What you should do - Transcribe, without alteration, the line that includes "#[cfg(test)]" and each line after it until the records end, omitting all that precede it.
━━━━━━━━━━━━━━━━━━━━
//! Tests for error display and source chaining

#[cfg(test)]
mod tests {

    use crate::io::error::{GenerationError, invalid_parameter};
    use std::error::Error;
    use std::path::PathBuf;

    // Tests invalid parameter errors carry name, value, and reason
    #[test]
    fn test_invalid_parameter_display() {
        let err = invalid_parameter("pattern_size", &0, &"must be at least 1");
        let message = err.to_string();
        assert!(message.contains("pattern_size"));
        assert!(message.contains('0'));
        assert!(message.contains("at least 1"));
    }

    // Tests degenerate sample errors surface the reason verbatim
    #[test]
    fn test_degenerate_sample_display() {
        let err = GenerationError::DegenerateSample {
            reason: "no patterns extractable from sample".to_string(),
        };
        assert!(err.to_string().contains("no patterns"));
    }

    // Tests filesystem errors chain their I/O source
    #[test]
    fn test_filesystem_source_chain() {
        let err = GenerationError::FileSystem {
            path: PathBuf::from("/tmp/missing"),
            operation: "read sample",
            source: std::io::Error::from(std::io::ErrorKind::NotFound),
        };
        assert!(err.source().is_some());
        assert!(err.to_string().contains("read sample"));
    }

    // Tests the blanket io::Error conversion keeps the source
    #[test]
    fn test_io_error_conversion() {
        let err: GenerationError = std::io::Error::from(std::io::ErrorKind::PermissionDenied).into();
        assert!(err.source().is_some());
    }
}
━━━━━━━━━━━━━━━━━━━━
Output -
#[cfg(test)]
mod tests {

    use crate::io::error::{GenerationError, invalid_parameter};
    use std::error::Error;
    use std::path::PathBuf;

    // Tests invalid parameter errors carry name, value, and reason
    #[test]
    fn test_invalid_parameter_display() {
        let err = invalid_parameter("pattern_size", &0, &"must be at least 1");
        let message = err.to_string();
        assert!(message.contains("pattern_size"));
        assert!(message.contains('0'));
        assert!(message.contains("at least 1"));
    }

    // Tests degenerate sample errors surface the reason verbatim
    #[test]
    fn test_degenerate_sample_display() {
        let err = GenerationError::DegenerateSample {
            reason: "no patterns extractable from sample".to_string(),
        };
        assert!(err.to_string().contains("no patterns"));
    }

    // Tests filesystem errors chain their I/O source
    #[test]
    fn test_filesystem_source_chain() {
        let err = GenerationError::FileSystem {
            path: PathBuf::from("/tmp/missing"),
            operation: "read sample",
            source: std::io::Error::from(std::io::ErrorKind::NotFound),
        };
        assert!(err.source().is_some());
        assert!(err.to_string().contains("read sample"));
    }

    // Tests the blanket io::Error conversion keeps the source
    #[test]
    fn test_io_error_conversion() {
        let err: GenerationError = std::io::Error::from(std::io::ErrorKind::PermissionDenied).into();
        assert!(err.source().is_some());
    }
}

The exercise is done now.